Une première exposition à la chambre claire

L’idée de faire une exposition leur a été suggérée au cours de l’année universitaire.

« Ça a été un détonateur, je l’ai vue comme une opportunité de nous bousculer, de nous perfectionner » explique Johan « mais c’était aussi une pression, celle de devoir créer/terminer dans un temps contraint ». Pour tous les deux, c’est une première qui ne va pas sans appréhension : « c’est une exposition de nos dessins mais également de notre façon de voir et de penser, de ce qui nous touche et nous inspire » précise Benoît.

Une vingtaine d’œuvres seront présentées à la chambre claire : des séries à message, des œuvres uniques, des portraits… avec comme fil conducteur : la couleur.

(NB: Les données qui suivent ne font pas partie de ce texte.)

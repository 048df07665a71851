//! Query parsing and the explicit term filter.
//!
//! Query syntax is whitespace-delimited. `+word` requires `word` and
//! `-word` blocks it (both case-folded); every other token is part of the
//! natural-language query handed to the models.

use std::collections::HashSet;

use tracing::debug;

use crate::model::types::{Entry, Hit};

/// Parsed form of a raw query string.
#[derive(Debug, Clone, Default, PartialEq, Eq)]
pub struct QueryFilterSpec {
    /// Natural-language query with filter tokens removed.
    pub query: String,
    pub required: HashSet<String>,
    pub blocked: HashSet<String>,
}

impl QueryFilterSpec {
    pub fn parse(raw: &str) -> Self {
        let mut words = Vec::new();
        let mut required = HashSet::new();
        let mut blocked = HashSet::new();

        for token in raw.split_whitespace() {
            if let Some(term) = token.strip_prefix('+') {
                // A bare "+" names no term.
                if !term.is_empty() {
                    required.insert(term.to_lowercase());
                }
            } else if let Some(term) = token.strip_prefix('-') {
                if !term.is_empty() {
                    blocked.insert(term.to_lowercase());
                }
            } else {
                words.push(token);
            }
        }

        Self {
            query: words.join(" "),
            required,
            blocked,
        }
    }

    pub fn has_filters(&self) -> bool {
        !self.required.is_empty() || !self.blocked.is_empty()
    }

    /// Whether nothing is left to embed after stripping filter tokens.
    pub fn is_empty(&self) -> bool {
        self.query.trim().is_empty()
    }
}

/// Keep hits whose entry satisfies the required/blocked terms, in order.
///
/// | required | blocked | keep a hit when its tokens ...        |
/// |----------|---------|----------------------------------------|
/// | empty    | empty   | (always)                               |
/// | non-empty| any     | meet `required` and miss `blocked`     |
/// | empty    | non-empty | miss `blocked`                       |
///
/// A token present in both sets therefore always excludes its entry.
/// Hits pointing past the end of `entries` are dropped.
pub fn explicit_filter(
    hits: Vec<Hit>,
    entries: &[Entry],
    required: &HashSet<String>,
    blocked: &HashSet<String>,
) -> Vec<Hit> {
    if required.is_empty() && blocked.is_empty() {
        return hits;
    }

    let before = hits.len();
    let kept: Vec<Hit> = hits
        .into_iter()
        .filter(|hit| {
            let Some(entry) = entries.get(hit.corpus_id) else {
                return false;
            };
            let tokens = entry.tokens();
            let clear_of_blocked = tokens.is_disjoint(blocked);
            if required.is_empty() {
                clear_of_blocked
            } else {
                !tokens.is_disjoint(required) && clear_of_blocked
            }
        })
        .collect();

    debug!(
        before,
        after = kept.len(),
        required = required.len(),
        blocked = blocked.len(),
        "explicit_filter"
    );
    kept
}
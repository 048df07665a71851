//! Embedder trait for coarse (bi-encoder) retrieval.
//!
//! An embedder turns text into a dense vector. Implementations must be
//! deterministic for a given model id: cached corpus vectors are only
//! reusable if the same text always produces the same vector.

use thiserror::Error;

/// Errors raised by an embedding provider.
#[derive(Error, Debug, Clone, PartialEq)]
pub enum EmbedderError {
    /// Model cannot be reached or loaded.
    #[error("embedder unavailable: {0}")]
    Unavailable(String),

    #[error("invalid embedder input: {0}")]
    InvalidInput(String),

    /// Provider gave up waiting on the model.
    #[error("embedder timed out after {0} ms")]
    Timeout(u64),

    #[error("embedding failed: {0}")]
    Failed(String),
}

impl EmbedderError {
    /// Whether the error means the model itself is not usable.
    pub fn is_unavailable(&self) -> bool {
        matches!(self, EmbedderError::Unavailable(_) | EmbedderError::Timeout(_))
    }
}

pub type EmbedderResult<T> = Result<T, EmbedderError>;

pub trait Embedder: Send + Sync {
    /// Embed a single text.
    fn embed(&self, text: &str) -> EmbedderResult<Vec<f32>>;

    /// Embed several texts. Output order matches input order.
    fn embed_batch(&self, texts: &[&str]) -> EmbedderResult<Vec<Vec<f32>>> {
        texts.iter().map(|t| self.embed(t)).collect()
    }

    /// Output dimension.
    fn dimension(&self) -> usize;

    /// Stable identifier; part of the embedding cache key.
    fn id(&self) -> &str;

    /// Whether vectors carry semantic meaning (false for hashing fallbacks).
    fn is_semantic(&self) -> bool;
}

/// L2-normalize a vector in place. Zero vectors are left unchanged.
pub fn l2_normalize(vector: &mut [f32]) {
    let norm: f32 = vector.iter().map(|x| x * x).sum::<f32>().sqrt();
    if norm > 0.0 {
        for v in vector.iter_mut() {
            *v /= norm;
        }
    }
}
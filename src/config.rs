//! Search configuration.
//!
//! Resolution order (highest priority first):
//! 1. Environment variables (`CSEARCH_*`, `.env` honored via dotenvy)
//! 2. Config file (`<data_dir>/config.toml` unless a path is given)
//! 3. Compiled defaults
//!
//! ```toml
//! [search_type.asymmetric]
//! embedder = "minilm"
//! reranker = "bge-reranker"
//! top_k = 100
//!
//! [content_type.notes]
//! compressed_jsonl = "notes.jsonl.gz"
//! embeddings_file = "notes_embeddings.cemb"
//! ```
//!
//! Relative paths resolve against the directory holding the config file;
//! a leading `~` expands to the home directory.

use std::path::{Path, PathBuf};

use serde::{Deserialize, Serialize};
use thiserror::Error;

use crate::model::types::{ContentType, SearchProfile};
use crate::search::embedder_registry::models_dir;
use crate::search::embedding_cache::{CacheSettings, CacheValidation, Quantization};

pub const CONFIG_FILE_NAME: &str = "config.toml";
pub const DEFAULT_TOP_K: usize = 100;

#[derive(Error, Debug)]
pub enum ConfigError {
    #[error("failed to read config {path}: {source}")]
    Read {
        path: PathBuf,
        #[source]
        source: std::io::Error,
    },

    #[error("invalid TOML in {path}: {message}")]
    Parse { path: String, message: String },

    #[error("invalid config value for {field}: {message}")]
    Invalid { field: String, message: String },
}

/// Models and candidate budget shared by every content type on a profile.
#[derive(Debug, Clone, PartialEq, Eq, Serialize, Deserialize)]
#[serde(default)]
pub struct ProfileConfig {
    /// Registered embedder name; `None` picks the best installed one.
    pub embedder: Option<String>,
    /// Registered reranker name; `None` picks the best installed one.
    pub reranker: Option<String>,
    /// Candidates retrieved before filtering and re-ranking.
    pub top_k: usize,
    /// Model cache directory; defaults to `<data_dir>/models`.
    pub model_dir: Option<PathBuf>,
}

impl Default for ProfileConfig {
    fn default() -> Self {
        Self {
            embedder: None,
            reranker: None,
            top_k: DEFAULT_TOP_K,
            model_dir: None,
        }
    }
}

#[derive(Debug, Clone, Default, PartialEq, Eq, Serialize, Deserialize)]
#[serde(default)]
pub struct SearchTypes {
    pub asymmetric: ProfileConfig,
    pub symmetric: ProfileConfig,
}

/// Corpus and cache locations for one content type.
#[derive(Debug, Clone, PartialEq, Eq, Serialize, Deserialize)]
pub struct ContentConfig {
    pub compressed_jsonl: PathBuf,
    pub embeddings_file: PathBuf,
    #[serde(default, skip_serializing_if = "Option::is_none")]
    pub profile: Option<SearchProfile>,
    #[serde(default)]
    pub cache_validation: CacheValidation,
    #[serde(default)]
    pub quantization: Quantization,
}

impl ContentConfig {
    pub fn new(compressed_jsonl: impl Into<PathBuf>, embeddings_file: impl Into<PathBuf>) -> Self {
        Self {
            compressed_jsonl: compressed_jsonl.into(),
            embeddings_file: embeddings_file.into(),
            profile: None,
            cache_validation: CacheValidation::default(),
            quantization: Quantization::default(),
        }
    }

    pub fn profile_for(&self, content_type: ContentType) -> SearchProfile {
        self.profile
            .unwrap_or_else(|| content_type.default_profile())
    }

    pub fn cache_settings(&self) -> CacheSettings {
        CacheSettings {
            validation: self.cache_validation,
            quantization: self.quantization,
        }
    }
}

#[derive(Debug, Clone, Default, PartialEq, Eq, Serialize, Deserialize)]
#[serde(default)]
pub struct ContentTypes {
    #[serde(skip_serializing_if = "Option::is_none")]
    pub notes: Option<ContentConfig>,
    #[serde(skip_serializing_if = "Option::is_none")]
    pub music: Option<ContentConfig>,
    #[serde(skip_serializing_if = "Option::is_none")]
    pub ledger: Option<ContentConfig>,
}

impl ContentTypes {
    pub fn get(&self, content_type: ContentType) -> Option<&ContentConfig> {
        match content_type {
            ContentType::Notes => self.notes.as_ref(),
            ContentType::Music => self.music.as_ref(),
            ContentType::Ledger => self.ledger.as_ref(),
        }
    }

    fn get_mut(&mut self, content_type: ContentType) -> Option<&mut ContentConfig> {
        match content_type {
            ContentType::Notes => self.notes.as_mut(),
            ContentType::Music => self.music.as_mut(),
            ContentType::Ledger => self.ledger.as_mut(),
        }
    }

    pub fn set(&mut self, content_type: ContentType, config: ContentConfig) {
        let slot = match content_type {
            ContentType::Notes => &mut self.notes,
            ContentType::Music => &mut self.music,
            ContentType::Ledger => &mut self.ledger,
        };
        *slot = Some(config);
    }
}

/// Top-level configuration.
#[derive(Debug, Clone, Default, PartialEq, Eq, Serialize, Deserialize)]
#[serde(default)]
pub struct SearchConfig {
    pub data_dir: Option<PathBuf>,
    pub search_type: SearchTypes,
    pub content_type: ContentTypes,
}

impl SearchConfig {
    /// Load from `path`, or from the default location when `None`.
    ///
    /// A missing file at the default location yields the defaults; a missing
    /// file that was asked for explicitly is an error.
    pub fn load(path: Option<&Path>) -> Result<Self, ConfigError> {
        let mut config = match path {
            Some(path) => Self::from_file(path)?,
            None => {
                let path = default_config_path();
                if path.exists() {
                    Self::from_file(&path)?
                } else {
                    Self::default()
                }
            }
        };
        config.apply_env_overrides();
        config.validate()?;
        Ok(config)
    }

    pub fn from_file(path: &Path) -> Result<Self, ConfigError> {
        let content = std::fs::read_to_string(path).map_err(|source| ConfigError::Read {
            path: path.to_path_buf(),
            source,
        })?;
        let mut config: SearchConfig =
            toml::from_str(&content).map_err(|e| ConfigError::Parse {
                path: path.display().to_string(),
                message: e.to_string(),
            })?;
        let base = path
            .parent()
            .filter(|p| !p.as_os_str().is_empty())
            .unwrap_or_else(|| Path::new("."));
        config.resolve_paths(base);
        Ok(config)
    }

    /// Parse a TOML string, resolving relative paths against `base_dir`.
    pub fn from_toml(toml_str: &str, base_dir: &Path) -> Result<Self, ConfigError> {
        let mut config: SearchConfig =
            toml::from_str(toml_str).map_err(|e| ConfigError::Parse {
                path: "<string>".to_string(),
                message: e.to_string(),
            })?;
        config.resolve_paths(base_dir);
        Ok(config)
    }

    pub fn apply_env_overrides(&mut self) {
        if let Ok(val) = dotenvy::var("CSEARCH_DATA_DIR")
            && !val.trim().is_empty()
        {
            self.data_dir = Some(expand_home(Path::new(val.trim())));
        }

        if let Ok(val) = dotenvy::var("CSEARCH_TOP_K")
            && let Ok(top_k) = val.trim().parse()
        {
            self.search_type.asymmetric.top_k = top_k;
            self.search_type.symmetric.top_k = top_k;
        }

        if let Ok(val) = dotenvy::var("CSEARCH_EMBEDDER")
            && !val.trim().is_empty()
        {
            self.search_type.asymmetric.embedder = Some(val.trim().to_string());
            self.search_type.symmetric.embedder = Some(val.trim().to_string());
        }

        if let Ok(val) = dotenvy::var("CSEARCH_RERANKER")
            && !val.trim().is_empty()
        {
            self.search_type.asymmetric.reranker = Some(val.trim().to_string());
            self.search_type.symmetric.reranker = Some(val.trim().to_string());
        }
    }

    pub fn validate(&self) -> Result<(), ConfigError> {
        for content_type in ContentType::ALL {
            let Some(content) = self.content_type.get(content_type) else {
                continue;
            };
            if content.compressed_jsonl.as_os_str().is_empty() {
                return Err(ConfigError::Invalid {
                    field: format!("content_type.{content_type}.compressed_jsonl"),
                    message: "must not be empty".to_string(),
                });
            }
            if content.embeddings_file.as_os_str().is_empty() {
                return Err(ConfigError::Invalid {
                    field: format!("content_type.{content_type}.embeddings_file"),
                    message: "must not be empty".to_string(),
                });
            }
        }
        Ok(())
    }

    fn resolve_paths(&mut self, base: &Path) {
        if let Some(dir) = self.data_dir.take() {
            self.data_dir = Some(resolve_path(base, &dir));
        }
        for profile in [
            &mut self.search_type.asymmetric,
            &mut self.search_type.symmetric,
        ] {
            if let Some(dir) = profile.model_dir.take() {
                profile.model_dir = Some(resolve_path(base, &dir));
            }
        }
        for content_type in ContentType::ALL {
            if let Some(content) = self.content_type.get_mut(content_type) {
                content.compressed_jsonl = resolve_path(base, &content.compressed_jsonl);
                content.embeddings_file = resolve_path(base, &content.embeddings_file);
            }
        }
    }

    pub fn data_dir(&self) -> PathBuf {
        self.data_dir.clone().unwrap_or_else(default_data_dir)
    }

    pub fn profile(&self, profile: SearchProfile) -> &ProfileConfig {
        match profile {
            SearchProfile::Asymmetric => &self.search_type.asymmetric,
            SearchProfile::Symmetric => &self.search_type.symmetric,
        }
    }

    /// Model cache directory for a profile.
    pub fn models_dir(&self, profile: SearchProfile) -> PathBuf {
        self.profile(profile)
            .model_dir
            .clone()
            .unwrap_or_else(|| models_dir(&self.data_dir()))
    }

    pub fn content(&self, content_type: ContentType) -> Option<&ContentConfig> {
        self.content_type.get(content_type)
    }

    /// Configured content types in dispatch order.
    pub fn configured_types(&self) -> Vec<ContentType> {
        ContentType::ALL
            .into_iter()
            .filter(|t| self.content_type.get(*t).is_some())
            .collect()
    }
}

pub fn default_data_dir() -> PathBuf {
    directories::ProjectDirs::from("com", "corpus-search", "corpus-search").map_or_else(
        || PathBuf::from(".corpus-search"),
        |dirs| dirs.data_dir().to_path_buf(),
    )
}

/// `<data_dir>/config.toml`, honoring `CSEARCH_DATA_DIR`.
pub fn default_config_path() -> PathBuf {
    let data_dir = dotenvy::var("CSEARCH_DATA_DIR")
        .ok()
        .filter(|v| !v.trim().is_empty())
        .map(|v| expand_home(Path::new(v.trim())))
        .unwrap_or_else(default_data_dir);
    data_dir.join(CONFIG_FILE_NAME)
}

fn expand_home(path: &Path) -> PathBuf {
    let Ok(rest) = path.strip_prefix("~") else {
        return path.to_path_buf();
    };
    match directories::BaseDirs::new() {
        Some(dirs) => dirs.home_dir().join(rest),
        None => path.to_path_buf(),
    }
}

fn resolve_path(base: &Path, path: &Path) -> PathBuf {
    let expanded = expand_home(path);
    if expanded.is_absolute() {
        expanded
    } else {
        base.join(expanded)
    }
}
//! Registry of active pipelines, one per content type.
//!
//! Pipelines are built outside the lock and swapped in whole, so a query
//! sees either the previous pipeline or the new one, never a partial build.
//! Rebuilding one content type leaves every other entry untouched.

use std::collections::HashMap;
use std::sync::Arc;
use std::time::Instant;

use indicatif::ProgressBar;
use parking_lot::RwLock;
use serde::Serialize;
use tracing::{info, warn};

use super::embedding_cache::CacheOutcome;
use super::model_manager::ModelRegistry;
use super::pipeline::{Pipeline, PipelineError};
use crate::config::SearchConfig;
use crate::model::types::{ContentType, Hit, SearchResult};

/// Result of rebuilding one content type.
#[derive(Debug, Clone, PartialEq, Serialize)]
#[serde(tag = "status", rename_all = "snake_case")]
pub enum ReloadOutcome {
    Installed { entries: usize, cache_reused: bool },
    Failed { error: String },
    NotConfigured,
}

#[derive(Debug, Clone, Default, PartialEq, Serialize)]
pub struct ReloadReport {
    pub outcomes: Vec<(ContentType, ReloadOutcome)>,
}

impl ReloadReport {
    pub fn is_success(&self) -> bool {
        self.outcomes
            .iter()
            .all(|(_, o)| matches!(o, ReloadOutcome::Installed { .. }))
    }

    pub fn outcome(&self, content_type: ContentType) -> Option<&ReloadOutcome> {
        self.outcomes
            .iter()
            .find(|(t, _)| *t == content_type)
            .map(|(_, o)| o)
    }

    pub fn failures(&self) -> impl Iterator<Item = (ContentType, &str)> {
        self.outcomes.iter().filter_map(|(t, o)| match o {
            ReloadOutcome::Failed { error } => Some((*t, error.as_str())),
            _ => None,
        })
    }
}

pub struct SearchRegistry {
    pipelines: RwLock<HashMap<ContentType, Arc<Pipeline>>>,
    models: ModelRegistry,
}

impl SearchRegistry {
    pub fn new(models: ModelRegistry) -> Self {
        Self {
            pipelines: RwLock::new(HashMap::new()),
            models,
        }
    }

    /// Swap in a pipeline, returning the one it replaced.
    pub fn install(&self, pipeline: Pipeline) -> Option<Arc<Pipeline>> {
        let content_type = pipeline.content_type();
        self.pipelines
            .write()
            .insert(content_type, Arc::new(pipeline))
    }

    pub fn get(&self, content_type: ContentType) -> Option<Arc<Pipeline>> {
        self.pipelines.read().get(&content_type).cloned()
    }

    /// Installed content types in dispatch order.
    pub fn installed(&self) -> Vec<ContentType> {
        let pipelines = self.pipelines.read();
        ContentType::ALL
            .into_iter()
            .filter(|t| pipelines.contains_key(t))
            .collect()
    }

    /// Pipeline answering a query: the named type, or the first installed.
    pub fn resolve(&self, content_type: Option<ContentType>) -> Option<Arc<Pipeline>> {
        match content_type {
            Some(t) => self.get(t),
            None => {
                let pipelines = self.pipelines.read();
                ContentType::ALL
                    .iter()
                    .find_map(|t| pipelines.get(t).cloned())
            }
        }
    }

    /// Final hits plus the pipeline that produced them.
    pub fn query(
        &self,
        text: &str,
        content_type: Option<ContentType>,
    ) -> Result<Option<(Arc<Pipeline>, Vec<Hit>)>, PipelineError> {
        let Some(pipeline) = self.resolve(content_type) else {
            return Ok(None);
        };
        let hits = pipeline.query(text)?;
        Ok(Some((pipeline, hits)))
    }

    /// Top `count` collated results; empty when no pipeline answers.
    pub fn search(
        &self,
        text: &str,
        count: usize,
        content_type: Option<ContentType>,
    ) -> Result<Vec<SearchResult>, PipelineError> {
        match self.resolve(content_type) {
            Some(pipeline) => pipeline.search(text, count),
            None => Ok(Vec::new()),
        }
    }

    /// Rebuild reusing caches.
    pub fn reload(&self, config: &SearchConfig, content_type: Option<ContentType>) -> ReloadReport {
        self.rebuild(config, content_type, false, None)
    }

    /// Rebuild recomputing every embedding.
    pub fn regenerate(
        &self,
        config: &SearchConfig,
        content_type: Option<ContentType>,
    ) -> ReloadReport {
        self.rebuild(config, content_type, true, None)
    }

    /// Rebuild `content_type` (or every configured type) and swap each in.
    ///
    /// A failed build leaves that type's previous pipeline installed and
    /// does not stop the remaining types.
    pub fn rebuild(
        &self,
        config: &SearchConfig,
        content_type: Option<ContentType>,
        regenerate: bool,
        progress: Option<&ProgressBar>,
    ) -> ReloadReport {
        let targets = match content_type {
            Some(t) => vec![t],
            None => config.configured_types(),
        };

        let mut report = ReloadReport::default();
        for target in targets {
            let outcome = match self.build_one(config, target, regenerate, progress) {
                Ok(None) => ReloadOutcome::NotConfigured,
                Ok(Some(pipeline)) => {
                    let outcome = ReloadOutcome::Installed {
                        entries: pipeline.entries().len(),
                        cache_reused: *pipeline.cache_outcome() == CacheOutcome::Loaded,
                    };
                    self.install(pipeline);
                    outcome
                }
                Err(err) => {
                    warn!(
                        content_type = %target,
                        error = %err,
                        kept_previous = self.get(target).is_some(),
                        "pipeline_build_failed"
                    );
                    ReloadOutcome::Failed {
                        error: err.to_string(),
                    }
                }
            };
            report.outcomes.push((target, outcome));
        }
        report
    }

    fn build_one(
        &self,
        config: &SearchConfig,
        content_type: ContentType,
        regenerate: bool,
        progress: Option<&ProgressBar>,
    ) -> Result<Option<Pipeline>, PipelineError> {
        let Some(content) = config.content(content_type) else {
            return Ok(None);
        };
        let started = Instant::now();
        let profile = content.profile_for(content_type);
        let models = self.models.provider(config, profile)?;
        let pipeline = Pipeline::from_config(
            content_type,
            content,
            models,
            config.profile(profile).top_k,
            regenerate,
            progress,
        )?;
        info!(
            content_type = %content_type,
            profile = %profile,
            elapsed_ms = started.elapsed().as_millis() as u64,
            "pipeline_ready"
        );
        Ok(Some(pipeline))
    }
}

#[cfg(test)]
mod tests {
    use super::*;
    use crate::config::ContentConfig;
    use crate::corpus::{MemorySource, RawEntry, write_jsonl_gz};
    use crate::search::hash_embedder::HashEmbedder;
    use crate::search::model_manager::ModelProvider;
    use crate::search::overlap_reranker::OverlapReranker;
    use crate::search::pipeline::PipelineOptions;
    use std::path::Path;
    use tempfile::tempdir;

    fn models() -> ModelRegistry {
        ModelRegistry::fixed(ModelProvider::new(
            Arc::new(HashEmbedder::new(64)),
            Arc::new(OverlapReranker::new()),
        ))
    }

    fn write_corpus(dir: &Path, name: &str, bodies: &[&str]) -> ContentConfig {
        let records: Vec<RawEntry> = bodies
            .iter()
            .enumerate()
            .map(|(i, b)| RawEntry::new(format!("{name} {i}"), None, *b))
            .collect();
        let jsonl = dir.join(format!("{name}.jsonl.gz"));
        write_jsonl_gz(&jsonl, &records).unwrap();
        ContentConfig::new(jsonl, dir.join(format!("{name}.cemb")))
    }

    #[test]
    fn empty_registry_returns_no_results() {
        let registry = SearchRegistry::new(models());
        assert!(registry.search("anything", 5, None).unwrap().is_empty());
        assert!(registry.query("anything", Some(ContentType::Notes)).unwrap().is_none());
    }

    #[test]
    fn unnamed_query_goes_to_first_installed_type() {
        let dir = tempdir().unwrap();
        let registry = SearchRegistry::new(models());
        let provider = ModelProvider::new(
            Arc::new(HashEmbedder::new(64)),
            Arc::new(OverlapReranker::new()),
        );
        let ledger = MemorySource::new(vec![RawEntry::new("tx", None, "coffee shop")]);
        let music = MemorySource::new(vec![RawEntry::new("song", None, "coffee jazz")]);
        for (t, source) in [(ContentType::Ledger, ledger), (ContentType::Music, music)] {
            let options = PipelineOptions::new(dir.path().join(format!("{t}.cemb")));
            registry.install(Pipeline::setup(t, &source, provider.clone(), &options, None).unwrap());
        }

        assert_eq!(registry.installed(), vec![ContentType::Music, ContentType::Ledger]);
        let results = registry.search("coffee", 5, None).unwrap();
        assert_eq!(results.len(), 1);
        assert!(results[0].entry.contains("jazz"));
    }

    #[test]
    fn reload_installs_every_configured_type() {
        let dir = tempdir().unwrap();
        let mut config = SearchConfig::default();
        config
            .content_type
            .set(ContentType::Notes, write_corpus(dir.path(), "notes", &["alpha", "beta"]));
        config
            .content_type
            .set(ContentType::Ledger, write_corpus(dir.path(), "ledger", &["rent"]));

        let registry = SearchRegistry::new(models());
        let report = registry.reload(&config, None);
        assert!(report.is_success());
        assert_eq!(
            report.outcome(ContentType::Notes),
            Some(&ReloadOutcome::Installed {
                entries: 2,
                cache_reused: false
            })
        );

        let report = registry.reload(&config, Some(ContentType::Ledger));
        assert_eq!(
            report.outcome(ContentType::Ledger),
            Some(&ReloadOutcome::Installed {
                entries: 1,
                cache_reused: true
            })
        );
    }

    #[test]
    fn regenerate_one_type_leaves_others_untouched() {
        let dir = tempdir().unwrap();
        let mut config = SearchConfig::default();
        config
            .content_type
            .set(ContentType::Notes, write_corpus(dir.path(), "notes", &["alpha"]));
        config
            .content_type
            .set(ContentType::Music, write_corpus(dir.path(), "music", &["beta"]));

        let registry = SearchRegistry::new(models());
        registry.reload(&config, None);
        let notes_before = registry.get(ContentType::Notes).unwrap();

        let report = registry.regenerate(&config, Some(ContentType::Music));
        assert!(report.is_success());
        assert!(Arc::ptr_eq(&notes_before, &registry.get(ContentType::Notes).unwrap()));
    }

    #[test]
    fn failed_rebuild_keeps_previous_pipeline() {
        let dir = tempdir().unwrap();
        let mut config = SearchConfig::default();
        let notes = write_corpus(dir.path(), "notes", &["alpha"]);
        config.content_type.set(ContentType::Notes, notes.clone());

        let registry = SearchRegistry::new(models());
        registry.reload(&config, None);
        let before = registry.get(ContentType::Notes).unwrap();

        std::fs::remove_file(&notes.compressed_jsonl).unwrap();
        let report = registry.regenerate(&config, None);
        assert!(!report.is_success());
        assert_eq!(report.failures().count(), 1);
        assert!(Arc::ptr_eq(&before, &registry.get(ContentType::Notes).unwrap()));
    }

    #[test]
    fn unconfigured_type_is_reported() {
        let registry = SearchRegistry::new(models());
        let report = registry.reload(&SearchConfig::default(), Some(ContentType::Ledger));
        assert_eq!(
            report.outcome(ContentType::Ledger),
            Some(&ReloadOutcome::NotConfigured)
        );
    }
}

« En sérigraphie, nous utilisons des encres avec des pigments anti-UV, la couleur ne s’altère pas dans le temps, contrairement à la photographie » explique Benoît. « Et comme c’est un mélange de couleurs primaires, les possibilités sont infinies ». L’envie de préparer une nouvelle exposition leur trotte déjà dans la tête. « On aimerait bien travailler davantage ensemble,  sur des séries à quatre mains avec une thématique déterminée. Peut-être dans un autre cadre… ».